Task directions
Exact reproduction of every entry is required.

Dataset entries:
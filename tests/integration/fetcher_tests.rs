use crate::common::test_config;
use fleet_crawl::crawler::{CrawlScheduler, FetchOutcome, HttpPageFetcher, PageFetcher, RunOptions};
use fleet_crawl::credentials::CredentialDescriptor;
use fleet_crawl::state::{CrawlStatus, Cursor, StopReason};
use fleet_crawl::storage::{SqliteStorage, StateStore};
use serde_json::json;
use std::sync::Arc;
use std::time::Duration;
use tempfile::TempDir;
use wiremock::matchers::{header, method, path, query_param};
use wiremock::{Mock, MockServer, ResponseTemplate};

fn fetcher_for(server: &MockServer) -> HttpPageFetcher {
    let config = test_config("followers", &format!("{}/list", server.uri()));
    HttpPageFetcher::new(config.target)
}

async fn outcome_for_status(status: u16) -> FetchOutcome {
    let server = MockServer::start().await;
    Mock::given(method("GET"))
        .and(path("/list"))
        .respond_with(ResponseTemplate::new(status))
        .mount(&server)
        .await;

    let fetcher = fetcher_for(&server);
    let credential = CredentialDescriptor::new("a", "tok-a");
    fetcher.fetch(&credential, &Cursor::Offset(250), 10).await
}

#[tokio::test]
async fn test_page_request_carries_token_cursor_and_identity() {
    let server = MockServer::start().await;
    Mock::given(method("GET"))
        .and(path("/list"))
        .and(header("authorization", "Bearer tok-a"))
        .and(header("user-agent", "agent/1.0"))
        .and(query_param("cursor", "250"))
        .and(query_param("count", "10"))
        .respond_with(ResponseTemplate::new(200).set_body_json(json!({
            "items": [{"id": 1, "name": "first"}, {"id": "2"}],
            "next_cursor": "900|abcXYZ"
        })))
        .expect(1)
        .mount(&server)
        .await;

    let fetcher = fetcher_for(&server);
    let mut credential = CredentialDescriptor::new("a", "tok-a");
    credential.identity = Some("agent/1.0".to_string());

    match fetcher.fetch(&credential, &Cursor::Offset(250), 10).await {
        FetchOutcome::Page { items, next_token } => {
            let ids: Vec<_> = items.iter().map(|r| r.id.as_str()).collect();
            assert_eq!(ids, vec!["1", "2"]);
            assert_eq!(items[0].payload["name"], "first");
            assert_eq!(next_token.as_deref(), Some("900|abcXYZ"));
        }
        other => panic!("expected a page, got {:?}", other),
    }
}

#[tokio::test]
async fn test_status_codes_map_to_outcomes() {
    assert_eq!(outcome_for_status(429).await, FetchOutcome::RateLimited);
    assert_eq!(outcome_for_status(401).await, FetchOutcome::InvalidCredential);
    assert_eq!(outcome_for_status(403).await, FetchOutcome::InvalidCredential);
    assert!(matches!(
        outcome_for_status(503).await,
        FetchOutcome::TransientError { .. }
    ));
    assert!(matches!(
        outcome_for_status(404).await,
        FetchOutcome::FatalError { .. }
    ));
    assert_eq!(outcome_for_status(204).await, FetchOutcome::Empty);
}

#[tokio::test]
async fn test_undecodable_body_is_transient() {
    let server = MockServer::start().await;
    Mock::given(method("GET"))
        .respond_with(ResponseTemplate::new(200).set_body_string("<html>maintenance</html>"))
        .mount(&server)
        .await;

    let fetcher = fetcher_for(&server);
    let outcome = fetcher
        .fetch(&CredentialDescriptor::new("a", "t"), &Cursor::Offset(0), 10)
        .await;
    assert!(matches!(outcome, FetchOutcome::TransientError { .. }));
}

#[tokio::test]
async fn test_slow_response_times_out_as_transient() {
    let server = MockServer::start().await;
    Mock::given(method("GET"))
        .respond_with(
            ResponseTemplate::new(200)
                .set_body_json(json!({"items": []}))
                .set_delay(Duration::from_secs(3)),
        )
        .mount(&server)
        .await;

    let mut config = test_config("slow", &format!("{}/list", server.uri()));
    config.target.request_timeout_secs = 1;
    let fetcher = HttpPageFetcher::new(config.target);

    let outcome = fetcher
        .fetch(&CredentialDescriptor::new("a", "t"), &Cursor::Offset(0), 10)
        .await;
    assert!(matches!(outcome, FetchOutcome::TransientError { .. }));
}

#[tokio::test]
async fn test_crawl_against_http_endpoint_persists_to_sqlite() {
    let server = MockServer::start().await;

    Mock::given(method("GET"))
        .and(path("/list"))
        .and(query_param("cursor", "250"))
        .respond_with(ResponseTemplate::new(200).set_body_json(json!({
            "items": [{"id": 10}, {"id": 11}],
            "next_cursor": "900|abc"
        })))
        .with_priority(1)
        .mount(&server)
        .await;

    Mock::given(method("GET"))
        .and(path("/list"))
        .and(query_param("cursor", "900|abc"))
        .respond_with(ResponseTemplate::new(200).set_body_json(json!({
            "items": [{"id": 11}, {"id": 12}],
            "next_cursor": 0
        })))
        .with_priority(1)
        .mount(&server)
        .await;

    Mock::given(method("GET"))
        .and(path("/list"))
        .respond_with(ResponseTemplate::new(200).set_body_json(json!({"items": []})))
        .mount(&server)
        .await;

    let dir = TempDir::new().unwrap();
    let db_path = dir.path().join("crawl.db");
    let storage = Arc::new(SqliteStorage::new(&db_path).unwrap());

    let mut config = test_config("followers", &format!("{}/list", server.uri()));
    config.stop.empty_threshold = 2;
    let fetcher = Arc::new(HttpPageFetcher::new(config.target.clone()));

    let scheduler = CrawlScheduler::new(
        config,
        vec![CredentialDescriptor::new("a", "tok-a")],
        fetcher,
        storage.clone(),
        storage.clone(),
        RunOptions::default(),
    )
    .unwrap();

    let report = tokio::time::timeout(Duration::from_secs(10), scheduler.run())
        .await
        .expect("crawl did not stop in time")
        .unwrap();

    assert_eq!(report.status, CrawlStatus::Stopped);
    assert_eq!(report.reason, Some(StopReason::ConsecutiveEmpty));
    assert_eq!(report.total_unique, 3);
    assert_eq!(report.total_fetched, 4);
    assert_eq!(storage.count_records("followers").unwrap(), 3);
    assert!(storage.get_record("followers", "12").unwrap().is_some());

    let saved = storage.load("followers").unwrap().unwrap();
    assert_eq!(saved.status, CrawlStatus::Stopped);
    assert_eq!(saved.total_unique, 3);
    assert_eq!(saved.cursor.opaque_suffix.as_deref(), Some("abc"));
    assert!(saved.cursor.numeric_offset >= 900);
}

Response to this exercise
filename tests/integration/fetcher_tests.rs
use crate::common::test_config;
use fleet_crawl::crawler::{CrawlScheduler, FetchOutcome, HttpPageFetcher, PageFetcher, RunOptions};
use fleet_crawl::credentials::CredentialDescriptor;
use fleet_crawl::state::{CrawlStatus, Cursor, StopReason};
use fleet_crawl::storage::{SqliteStorage, StateStore};
use serde_json::json;
use std::sync::Arc;
use std::time::Duration;
use tempfile::TempDir;
use wiremock::matchers::{header, method, path, query_param};
use wiremock::{Mock, MockServer, ResponseTemplate};

fn fetcher_for(server: &MockServer) -> HttpPageFetcher {
    let config = test_config("followers", &format!("{}/list", server.uri()));
    HttpPageFetcher::new(config.target)
}

async fn outcome_for_status(status: u16) -> FetchOutcome {
    let server = MockServer::start().await;
    Mock::given(method("GET"))
        .and(path("/list"))
        .respond_with(ResponseTemplate::new(status))
        .mount(&server)
        .await;

    let fetcher = fetcher_for(&server);
    let credential = CredentialDescriptor::new("a", "tok-a");
    fetcher.fetch(&credential, &Cursor::Offset(250), 10).await
}

#[tokio::test]
async fn test_page_request_carries_token_cursor_and_identity() {
    let server = MockServer::start().await;
    Mock::given(method("GET"))
        .and(path("/list"))
        .and(header("authorization", "Bearer tok-a"))
        .and(header("user-agent", "agent/1.0"))
        .and(query_param("cursor", "250"))
        .and(query_param("count", "10"))
        .respond_with(ResponseTemplate::new(200).set_body_json(json!({
            "items": [{"id": 1, "name": "first"}, {"id": "2"}],
            "next_cursor": "900|abcXYZ"
        })))
        .expect(1)
        .mount(&server)
        .await;

    let fetcher = fetcher_for(&server);
    let mut credential = CredentialDescriptor::new("a", "tok-a");
    credential.identity = Some("agent/1.0".to_string());

    match fetcher.fetch(&credential, &Cursor::Offset(250), 10).await {
        FetchOutcome::Page { items, next_token } => {
            let ids: Vec<_> = items.iter().map(|r| r.id.as_str()).collect();
            assert_eq!(ids, vec!["1", "2"]);
            assert_eq!(items[0].payload["name"], "first");
            assert_eq!(next_token.as_deref(), Some("900|abcXYZ"));
        }
        other => panic!("expected a page, got {:?}", other),
    }
}

#[tokio::test]
async fn test_status_codes_map_to_outcomes() {
    assert_eq!(outcome_for_status(429).await, FetchOutcome::RateLimited);
    assert_eq!(outcome_for_status(401).await, FetchOutcome::InvalidCredential);
    assert_eq!(outcome_for_status(403).await, FetchOutcome::InvalidCredential);
    assert!(matches!(
        outcome_for_status(503).await,
        FetchOutcome::TransientError { .. }
    ));
    assert!(matches!(
        outcome_for_status(404).await,
        FetchOutcome::FatalError { .. }
    ));
    assert_eq!(outcome_for_status(204).await, FetchOutcome::Empty);
}

#[tokio::test]
async fn test_undecodable_body_is_transient() {
    let server = MockServer::start().await;
    Mock::given(method("GET"))
        .respond_with(ResponseTemplate::new(200).set_body_string("<html>maintenance</html>"))
        .mount(&server)
        .await;

    let fetcher = fetcher_for(&server);
    let outcome = fetcher
        .fetch(&CredentialDescriptor::new("a", "t"), &Cursor::Offset(0), 10)
        .await;
    assert!(matches!(outcome, FetchOutcome::TransientError { .. }));
}

#[tokio::test]
async fn test_slow_response_times_out_as_transient() {
    let server = MockServer::start().await;
    Mock::given(method("GET"))
        .respond_with(
            ResponseTemplate::new(200)
                .set_body_json(json!({"items": []}))
                .set_delay(Duration::from_secs(3)),
        )
        .mount(&server)
        .await;

    let mut config = test_config("slow", &format!("{}/list", server.uri()));
    config.target.request_timeout_secs = 1;
    let fetcher = HttpPageFetcher::new(config.target);

    let outcome = fetcher
        .fetch(&CredentialDescriptor::new("a", "t"), &Cursor::Offset(0), 10)
        .await;
    assert!(matches!(outcome, FetchOutcome::TransientError { .. }));
}

#[tokio::test]
async fn test_crawl_against_http_endpoint_persists_to_sqlite() {
    let server = MockServer::start().await;

    Mock::given(method("GET"))
        .and(path("/list"))
        .and(query_param("cursor", "250"))
        .respond_with(ResponseTemplate::new(200).set_body_json(json!({
            "items": [{"id": 10}, {"id": 11}],
            "next_cursor": "900|abc"
        })))
        .with_priority(1)
        .mount(&server)
        .await;

    Mock::given(method("GET"))
        .and(path("/list"))
        .and(query_param("cursor", "900|abc"))
        .respond_with(ResponseTemplate::new(200).set_body_json(json!({
            "items": [{"id": 11}, {"id": 12}],
            "next_cursor": 0
        })))
        .with_priority(1)
        .mount(&server)
        .await;

    Mock::given(method("GET"))
        .and(path("/list"))
        .respond_with(ResponseTemplate::new(200).set_body_json(json!({"items": []})))
        .mount(&server)
        .await;

    let dir = TempDir::new().unwrap();
    let db_path = dir.path().join("crawl.db");
    let storage = Arc::new(SqliteStorage::new(&db_path).unwrap());

    let mut config = test_config("followers", &format!("{}/list", server.uri()));
    config.stop.empty_threshold = 2;
    let fetcher = Arc::new(HttpPageFetcher::new(config.target.clone()));

    let scheduler = CrawlScheduler::new(
        config,
        vec![CredentialDescriptor::new("a", "tok-a")],
        fetcher,
        storage.clone(),
        storage.clone(),
        RunOptions::default(),
    )
    .unwrap();

    let report = tokio::time::timeout(Duration::from_secs(10), scheduler.run())
        .await
        .expect("crawl did not stop in time")
        .unwrap();

    assert_eq!(report.status, CrawlStatus::Stopped);
    assert_eq!(report.reason, Some(StopReason::ConsecutiveEmpty));
    assert_eq!(report.total_unique, 3);
    assert_eq!(report.total_fetched, 4);
    assert_eq!(storage.count_records("followers").unwrap(), 3);
    assert!(storage.get_record("followers", "12").unwrap().is_some());

    let saved = storage.load("followers").unwrap().unwrap();
    assert_eq!(saved.status, CrawlStatus::Stopped);
    assert_eq!(saved.total_unique, 3);
    assert_eq!(saved.cursor.opaque_suffix.as_deref(), Some("abc"));
    assert!(saved.cursor.numeric_offset >= 900);
}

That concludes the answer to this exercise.